■ Work to be completed ■
The answer should be each line from the entries below that has the word "ApplicantStorage" in it.
─── Data provided ───
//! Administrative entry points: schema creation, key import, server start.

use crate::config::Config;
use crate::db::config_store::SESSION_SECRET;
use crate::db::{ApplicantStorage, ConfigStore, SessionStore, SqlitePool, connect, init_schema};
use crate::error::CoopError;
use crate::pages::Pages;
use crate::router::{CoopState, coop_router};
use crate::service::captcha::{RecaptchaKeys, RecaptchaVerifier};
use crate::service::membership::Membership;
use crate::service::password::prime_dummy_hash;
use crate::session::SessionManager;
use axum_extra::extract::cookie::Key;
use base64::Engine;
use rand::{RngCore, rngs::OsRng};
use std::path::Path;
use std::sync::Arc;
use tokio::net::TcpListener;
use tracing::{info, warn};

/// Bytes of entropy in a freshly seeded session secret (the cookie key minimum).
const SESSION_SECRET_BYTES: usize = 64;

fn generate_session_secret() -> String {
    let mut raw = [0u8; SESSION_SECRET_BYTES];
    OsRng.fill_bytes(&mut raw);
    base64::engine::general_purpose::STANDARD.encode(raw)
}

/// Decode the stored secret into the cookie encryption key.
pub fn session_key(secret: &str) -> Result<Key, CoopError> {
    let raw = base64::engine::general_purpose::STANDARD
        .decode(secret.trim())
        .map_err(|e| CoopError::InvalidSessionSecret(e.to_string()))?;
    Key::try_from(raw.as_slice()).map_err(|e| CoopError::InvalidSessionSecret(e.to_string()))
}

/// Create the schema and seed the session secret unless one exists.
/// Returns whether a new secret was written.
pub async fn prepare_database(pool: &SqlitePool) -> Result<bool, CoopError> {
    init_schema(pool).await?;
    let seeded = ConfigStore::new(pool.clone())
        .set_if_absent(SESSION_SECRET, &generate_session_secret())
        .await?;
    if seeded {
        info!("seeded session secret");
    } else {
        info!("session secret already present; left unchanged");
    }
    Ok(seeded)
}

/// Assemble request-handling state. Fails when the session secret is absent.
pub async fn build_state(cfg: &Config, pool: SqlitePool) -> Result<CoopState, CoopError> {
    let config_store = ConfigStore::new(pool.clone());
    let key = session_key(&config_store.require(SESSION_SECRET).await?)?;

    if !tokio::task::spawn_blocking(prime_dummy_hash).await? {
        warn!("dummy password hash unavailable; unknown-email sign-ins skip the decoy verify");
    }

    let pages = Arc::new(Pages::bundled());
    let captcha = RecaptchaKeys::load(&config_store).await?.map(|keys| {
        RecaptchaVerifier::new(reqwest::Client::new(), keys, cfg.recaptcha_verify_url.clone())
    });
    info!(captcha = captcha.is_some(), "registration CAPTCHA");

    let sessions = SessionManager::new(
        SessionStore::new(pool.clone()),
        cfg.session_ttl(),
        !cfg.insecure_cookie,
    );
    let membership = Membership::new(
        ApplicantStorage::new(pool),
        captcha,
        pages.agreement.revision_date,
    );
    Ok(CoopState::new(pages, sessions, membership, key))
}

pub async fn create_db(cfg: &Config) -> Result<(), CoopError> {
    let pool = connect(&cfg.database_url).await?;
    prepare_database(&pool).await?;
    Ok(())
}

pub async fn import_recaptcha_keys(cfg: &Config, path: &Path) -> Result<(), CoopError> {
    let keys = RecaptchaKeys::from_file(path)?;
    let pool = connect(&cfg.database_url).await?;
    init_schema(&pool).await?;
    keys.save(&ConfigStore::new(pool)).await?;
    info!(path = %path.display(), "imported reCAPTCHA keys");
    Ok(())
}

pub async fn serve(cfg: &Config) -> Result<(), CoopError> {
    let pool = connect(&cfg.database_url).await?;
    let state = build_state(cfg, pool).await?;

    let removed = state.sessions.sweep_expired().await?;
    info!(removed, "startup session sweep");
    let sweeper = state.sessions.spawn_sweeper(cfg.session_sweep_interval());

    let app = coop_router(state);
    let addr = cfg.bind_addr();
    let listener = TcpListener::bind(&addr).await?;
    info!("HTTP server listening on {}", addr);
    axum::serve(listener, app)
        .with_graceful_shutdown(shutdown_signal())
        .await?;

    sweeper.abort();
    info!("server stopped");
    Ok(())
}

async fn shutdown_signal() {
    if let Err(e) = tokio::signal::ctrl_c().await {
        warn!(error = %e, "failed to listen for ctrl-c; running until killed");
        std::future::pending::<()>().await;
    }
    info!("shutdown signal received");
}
───
─── Data provided ───
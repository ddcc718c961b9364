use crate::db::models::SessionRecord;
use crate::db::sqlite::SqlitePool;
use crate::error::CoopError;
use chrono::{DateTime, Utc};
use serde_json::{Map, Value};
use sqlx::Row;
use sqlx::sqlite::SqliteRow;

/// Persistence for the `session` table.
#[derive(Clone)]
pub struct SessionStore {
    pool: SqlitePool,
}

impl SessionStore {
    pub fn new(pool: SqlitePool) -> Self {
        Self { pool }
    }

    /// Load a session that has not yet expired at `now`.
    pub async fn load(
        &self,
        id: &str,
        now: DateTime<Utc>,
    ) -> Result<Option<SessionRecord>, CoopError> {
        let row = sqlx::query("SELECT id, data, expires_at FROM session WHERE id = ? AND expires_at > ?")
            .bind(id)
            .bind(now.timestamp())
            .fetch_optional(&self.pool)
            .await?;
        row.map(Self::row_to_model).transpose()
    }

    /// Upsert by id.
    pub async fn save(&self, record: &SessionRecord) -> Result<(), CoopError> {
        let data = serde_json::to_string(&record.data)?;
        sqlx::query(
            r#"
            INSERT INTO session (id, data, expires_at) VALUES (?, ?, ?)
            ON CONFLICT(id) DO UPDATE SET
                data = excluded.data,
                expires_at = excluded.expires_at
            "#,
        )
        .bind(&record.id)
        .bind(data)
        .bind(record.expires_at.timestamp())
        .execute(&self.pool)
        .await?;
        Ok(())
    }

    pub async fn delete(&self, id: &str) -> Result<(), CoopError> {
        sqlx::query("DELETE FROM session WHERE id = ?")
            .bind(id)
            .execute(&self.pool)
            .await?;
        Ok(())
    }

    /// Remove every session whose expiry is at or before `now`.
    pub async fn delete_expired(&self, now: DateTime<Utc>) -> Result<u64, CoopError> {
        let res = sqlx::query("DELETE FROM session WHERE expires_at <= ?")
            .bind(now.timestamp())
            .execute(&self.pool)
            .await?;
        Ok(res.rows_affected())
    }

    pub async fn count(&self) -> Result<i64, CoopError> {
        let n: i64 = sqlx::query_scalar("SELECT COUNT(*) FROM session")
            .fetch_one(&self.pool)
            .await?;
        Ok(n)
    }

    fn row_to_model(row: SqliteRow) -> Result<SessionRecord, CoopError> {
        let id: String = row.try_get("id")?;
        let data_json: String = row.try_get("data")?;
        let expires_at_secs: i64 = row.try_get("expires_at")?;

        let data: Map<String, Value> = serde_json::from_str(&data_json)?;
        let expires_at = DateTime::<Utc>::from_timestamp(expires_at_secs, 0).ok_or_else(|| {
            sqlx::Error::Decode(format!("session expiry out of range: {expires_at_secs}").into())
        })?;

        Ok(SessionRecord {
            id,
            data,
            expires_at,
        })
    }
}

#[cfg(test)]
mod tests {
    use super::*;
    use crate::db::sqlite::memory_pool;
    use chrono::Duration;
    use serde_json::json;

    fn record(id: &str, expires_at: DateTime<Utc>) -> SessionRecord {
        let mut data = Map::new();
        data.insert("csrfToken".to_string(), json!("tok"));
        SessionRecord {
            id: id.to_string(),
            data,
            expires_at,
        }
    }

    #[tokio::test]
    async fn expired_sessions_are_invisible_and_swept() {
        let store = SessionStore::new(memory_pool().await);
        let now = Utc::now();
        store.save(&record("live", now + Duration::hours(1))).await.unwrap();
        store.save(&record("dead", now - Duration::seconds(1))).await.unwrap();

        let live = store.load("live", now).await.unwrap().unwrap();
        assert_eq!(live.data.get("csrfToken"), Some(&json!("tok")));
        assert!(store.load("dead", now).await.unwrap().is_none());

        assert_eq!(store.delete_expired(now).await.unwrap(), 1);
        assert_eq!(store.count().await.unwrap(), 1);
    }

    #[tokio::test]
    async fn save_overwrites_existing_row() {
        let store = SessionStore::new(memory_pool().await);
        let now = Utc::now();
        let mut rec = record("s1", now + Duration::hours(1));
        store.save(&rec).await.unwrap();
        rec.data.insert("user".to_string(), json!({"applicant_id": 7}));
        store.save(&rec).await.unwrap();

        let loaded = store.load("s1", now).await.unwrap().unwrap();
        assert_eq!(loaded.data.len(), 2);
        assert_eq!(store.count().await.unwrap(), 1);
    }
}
───
─── Data provided ───
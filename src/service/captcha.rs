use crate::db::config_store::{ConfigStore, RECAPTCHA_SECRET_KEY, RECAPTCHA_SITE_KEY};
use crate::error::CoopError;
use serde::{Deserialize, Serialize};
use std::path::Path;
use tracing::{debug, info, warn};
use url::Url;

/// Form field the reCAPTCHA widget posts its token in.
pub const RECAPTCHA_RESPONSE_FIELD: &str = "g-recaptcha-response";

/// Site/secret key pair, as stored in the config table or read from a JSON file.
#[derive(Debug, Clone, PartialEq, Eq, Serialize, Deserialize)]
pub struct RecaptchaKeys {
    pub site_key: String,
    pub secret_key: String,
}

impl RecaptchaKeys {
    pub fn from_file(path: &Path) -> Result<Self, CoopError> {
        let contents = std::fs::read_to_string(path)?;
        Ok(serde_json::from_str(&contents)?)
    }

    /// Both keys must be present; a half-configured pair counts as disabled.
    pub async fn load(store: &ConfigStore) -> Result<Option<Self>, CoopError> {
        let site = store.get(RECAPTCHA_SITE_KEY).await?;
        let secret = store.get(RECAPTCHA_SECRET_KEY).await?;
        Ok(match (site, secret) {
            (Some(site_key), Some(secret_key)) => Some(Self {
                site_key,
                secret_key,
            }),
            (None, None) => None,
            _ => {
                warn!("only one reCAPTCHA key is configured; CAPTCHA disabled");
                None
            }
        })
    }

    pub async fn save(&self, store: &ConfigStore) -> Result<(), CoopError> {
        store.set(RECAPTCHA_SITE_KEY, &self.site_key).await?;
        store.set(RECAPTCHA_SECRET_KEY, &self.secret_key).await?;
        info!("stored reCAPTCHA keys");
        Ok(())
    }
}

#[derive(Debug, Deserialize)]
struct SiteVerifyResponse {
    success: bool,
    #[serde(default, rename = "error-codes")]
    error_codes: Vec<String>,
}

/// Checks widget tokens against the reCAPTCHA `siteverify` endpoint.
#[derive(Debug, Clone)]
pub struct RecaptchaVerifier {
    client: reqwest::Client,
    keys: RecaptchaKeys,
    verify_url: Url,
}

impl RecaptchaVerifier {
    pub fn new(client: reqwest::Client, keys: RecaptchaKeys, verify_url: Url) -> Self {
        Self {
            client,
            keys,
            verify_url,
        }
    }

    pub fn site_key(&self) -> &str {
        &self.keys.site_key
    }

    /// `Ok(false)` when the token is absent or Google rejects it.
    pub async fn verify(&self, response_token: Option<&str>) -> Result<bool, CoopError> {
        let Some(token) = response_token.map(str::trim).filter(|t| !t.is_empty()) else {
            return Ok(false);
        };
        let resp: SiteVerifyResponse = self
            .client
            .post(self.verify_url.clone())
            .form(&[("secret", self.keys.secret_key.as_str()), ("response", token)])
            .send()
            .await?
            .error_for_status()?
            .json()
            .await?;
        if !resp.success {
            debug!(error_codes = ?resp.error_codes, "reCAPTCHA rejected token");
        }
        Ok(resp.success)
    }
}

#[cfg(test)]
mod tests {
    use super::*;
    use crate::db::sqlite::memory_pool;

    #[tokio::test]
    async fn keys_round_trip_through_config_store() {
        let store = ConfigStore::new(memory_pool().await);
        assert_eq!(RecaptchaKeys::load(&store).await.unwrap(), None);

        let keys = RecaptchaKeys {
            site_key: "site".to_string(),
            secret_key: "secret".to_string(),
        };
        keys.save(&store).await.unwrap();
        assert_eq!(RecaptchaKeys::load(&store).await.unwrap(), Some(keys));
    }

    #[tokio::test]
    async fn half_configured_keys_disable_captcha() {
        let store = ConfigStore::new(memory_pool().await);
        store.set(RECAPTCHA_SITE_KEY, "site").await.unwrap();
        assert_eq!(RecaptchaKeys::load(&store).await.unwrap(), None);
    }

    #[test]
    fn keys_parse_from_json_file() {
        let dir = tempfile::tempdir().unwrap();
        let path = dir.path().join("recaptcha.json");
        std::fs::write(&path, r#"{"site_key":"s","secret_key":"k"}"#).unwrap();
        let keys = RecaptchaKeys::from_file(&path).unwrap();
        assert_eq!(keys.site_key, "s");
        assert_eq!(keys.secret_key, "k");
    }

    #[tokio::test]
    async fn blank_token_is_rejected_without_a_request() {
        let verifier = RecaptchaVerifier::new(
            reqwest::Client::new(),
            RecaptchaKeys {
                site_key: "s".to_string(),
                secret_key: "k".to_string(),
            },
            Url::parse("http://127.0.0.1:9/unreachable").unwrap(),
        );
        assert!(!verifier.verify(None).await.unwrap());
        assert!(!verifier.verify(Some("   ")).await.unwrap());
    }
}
───
■ Answer below ■
use crate::db::{ApplicantStorage, ConfigStore, SessionStore, SqlitePool, connect, init_schema};
        ApplicantStorage::new(pool),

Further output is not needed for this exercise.